Return all lines in the data where the string "Records" can be found.

* * * * * * * * *

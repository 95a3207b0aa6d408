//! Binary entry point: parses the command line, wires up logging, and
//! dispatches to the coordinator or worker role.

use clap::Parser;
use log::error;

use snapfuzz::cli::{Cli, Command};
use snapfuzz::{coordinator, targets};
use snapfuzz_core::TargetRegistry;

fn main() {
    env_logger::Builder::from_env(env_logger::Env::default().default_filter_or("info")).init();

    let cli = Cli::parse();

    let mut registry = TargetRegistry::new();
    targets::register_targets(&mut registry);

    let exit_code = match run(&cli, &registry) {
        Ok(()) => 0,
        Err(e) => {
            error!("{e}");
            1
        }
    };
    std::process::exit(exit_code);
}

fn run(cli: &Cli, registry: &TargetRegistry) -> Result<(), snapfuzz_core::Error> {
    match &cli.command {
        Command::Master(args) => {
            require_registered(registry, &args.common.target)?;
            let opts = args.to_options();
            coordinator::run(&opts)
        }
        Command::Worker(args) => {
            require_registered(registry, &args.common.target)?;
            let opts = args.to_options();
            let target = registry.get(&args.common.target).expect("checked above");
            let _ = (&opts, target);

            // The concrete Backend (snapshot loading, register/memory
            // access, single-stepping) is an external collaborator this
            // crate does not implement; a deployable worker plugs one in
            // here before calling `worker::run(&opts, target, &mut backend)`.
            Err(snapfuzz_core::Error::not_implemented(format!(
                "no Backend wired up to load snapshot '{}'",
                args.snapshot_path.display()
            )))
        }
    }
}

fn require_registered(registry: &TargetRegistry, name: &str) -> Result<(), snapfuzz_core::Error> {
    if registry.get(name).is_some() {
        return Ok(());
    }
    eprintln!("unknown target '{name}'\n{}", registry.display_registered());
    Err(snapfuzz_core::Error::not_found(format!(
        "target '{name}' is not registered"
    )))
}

* * * * * * * * *

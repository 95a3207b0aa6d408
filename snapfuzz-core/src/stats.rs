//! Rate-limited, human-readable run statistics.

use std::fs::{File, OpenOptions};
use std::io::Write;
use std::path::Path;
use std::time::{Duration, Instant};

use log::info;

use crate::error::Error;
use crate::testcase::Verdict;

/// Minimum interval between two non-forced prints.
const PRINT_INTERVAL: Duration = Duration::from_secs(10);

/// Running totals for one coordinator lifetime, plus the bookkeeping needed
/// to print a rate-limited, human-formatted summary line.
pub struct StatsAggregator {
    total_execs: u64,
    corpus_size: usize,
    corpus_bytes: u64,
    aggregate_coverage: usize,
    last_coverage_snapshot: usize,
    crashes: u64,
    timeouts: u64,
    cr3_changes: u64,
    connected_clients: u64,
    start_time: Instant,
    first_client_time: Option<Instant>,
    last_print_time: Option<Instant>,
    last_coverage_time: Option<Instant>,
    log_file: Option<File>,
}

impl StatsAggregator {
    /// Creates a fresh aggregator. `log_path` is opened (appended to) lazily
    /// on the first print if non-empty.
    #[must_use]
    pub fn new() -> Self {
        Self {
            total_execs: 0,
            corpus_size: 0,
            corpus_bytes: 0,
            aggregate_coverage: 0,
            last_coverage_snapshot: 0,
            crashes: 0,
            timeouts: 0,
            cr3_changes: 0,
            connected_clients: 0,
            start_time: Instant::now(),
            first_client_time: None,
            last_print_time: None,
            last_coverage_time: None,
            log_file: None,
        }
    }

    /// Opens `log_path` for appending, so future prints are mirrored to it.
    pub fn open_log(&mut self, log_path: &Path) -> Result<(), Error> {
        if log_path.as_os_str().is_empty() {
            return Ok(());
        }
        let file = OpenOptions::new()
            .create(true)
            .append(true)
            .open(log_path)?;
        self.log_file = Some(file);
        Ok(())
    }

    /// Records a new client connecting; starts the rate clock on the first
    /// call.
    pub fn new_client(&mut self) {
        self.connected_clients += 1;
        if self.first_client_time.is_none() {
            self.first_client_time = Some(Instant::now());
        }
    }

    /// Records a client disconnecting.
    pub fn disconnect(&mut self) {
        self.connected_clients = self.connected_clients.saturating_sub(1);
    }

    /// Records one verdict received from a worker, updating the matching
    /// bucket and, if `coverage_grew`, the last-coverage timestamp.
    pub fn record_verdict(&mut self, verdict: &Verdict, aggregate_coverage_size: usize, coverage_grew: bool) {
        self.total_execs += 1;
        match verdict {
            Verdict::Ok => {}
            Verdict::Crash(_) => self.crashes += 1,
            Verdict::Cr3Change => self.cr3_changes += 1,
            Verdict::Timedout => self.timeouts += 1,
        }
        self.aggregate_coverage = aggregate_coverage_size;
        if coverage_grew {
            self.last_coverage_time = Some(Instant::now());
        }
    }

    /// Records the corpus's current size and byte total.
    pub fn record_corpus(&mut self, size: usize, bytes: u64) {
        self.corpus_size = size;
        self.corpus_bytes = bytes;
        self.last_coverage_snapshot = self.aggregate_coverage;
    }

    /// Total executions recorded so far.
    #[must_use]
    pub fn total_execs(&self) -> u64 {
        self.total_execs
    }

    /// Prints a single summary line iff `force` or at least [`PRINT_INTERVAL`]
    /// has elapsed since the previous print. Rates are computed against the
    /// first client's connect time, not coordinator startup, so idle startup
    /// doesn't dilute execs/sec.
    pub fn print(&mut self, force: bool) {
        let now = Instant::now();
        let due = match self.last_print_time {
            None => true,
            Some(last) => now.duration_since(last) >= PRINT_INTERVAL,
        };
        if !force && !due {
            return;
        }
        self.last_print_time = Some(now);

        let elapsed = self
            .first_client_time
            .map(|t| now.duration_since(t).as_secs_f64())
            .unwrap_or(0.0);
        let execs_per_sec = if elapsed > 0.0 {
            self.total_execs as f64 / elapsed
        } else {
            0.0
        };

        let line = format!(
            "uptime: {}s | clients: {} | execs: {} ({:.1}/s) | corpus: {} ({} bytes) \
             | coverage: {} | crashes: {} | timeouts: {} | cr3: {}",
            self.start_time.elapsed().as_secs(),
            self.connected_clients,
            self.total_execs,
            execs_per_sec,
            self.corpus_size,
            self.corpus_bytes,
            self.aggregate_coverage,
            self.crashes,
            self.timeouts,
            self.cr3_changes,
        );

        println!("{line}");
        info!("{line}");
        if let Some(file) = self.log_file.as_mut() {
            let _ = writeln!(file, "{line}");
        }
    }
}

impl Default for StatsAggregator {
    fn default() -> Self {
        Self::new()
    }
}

* * * * * * * * *

- Task solution:
    /// Records a new client connecting; starts the rate clock on the first
    /// Records a client disconnecting.
    /// Records one verdict received from a worker, updating the matching
    /// Records the corpus's current size and byte total.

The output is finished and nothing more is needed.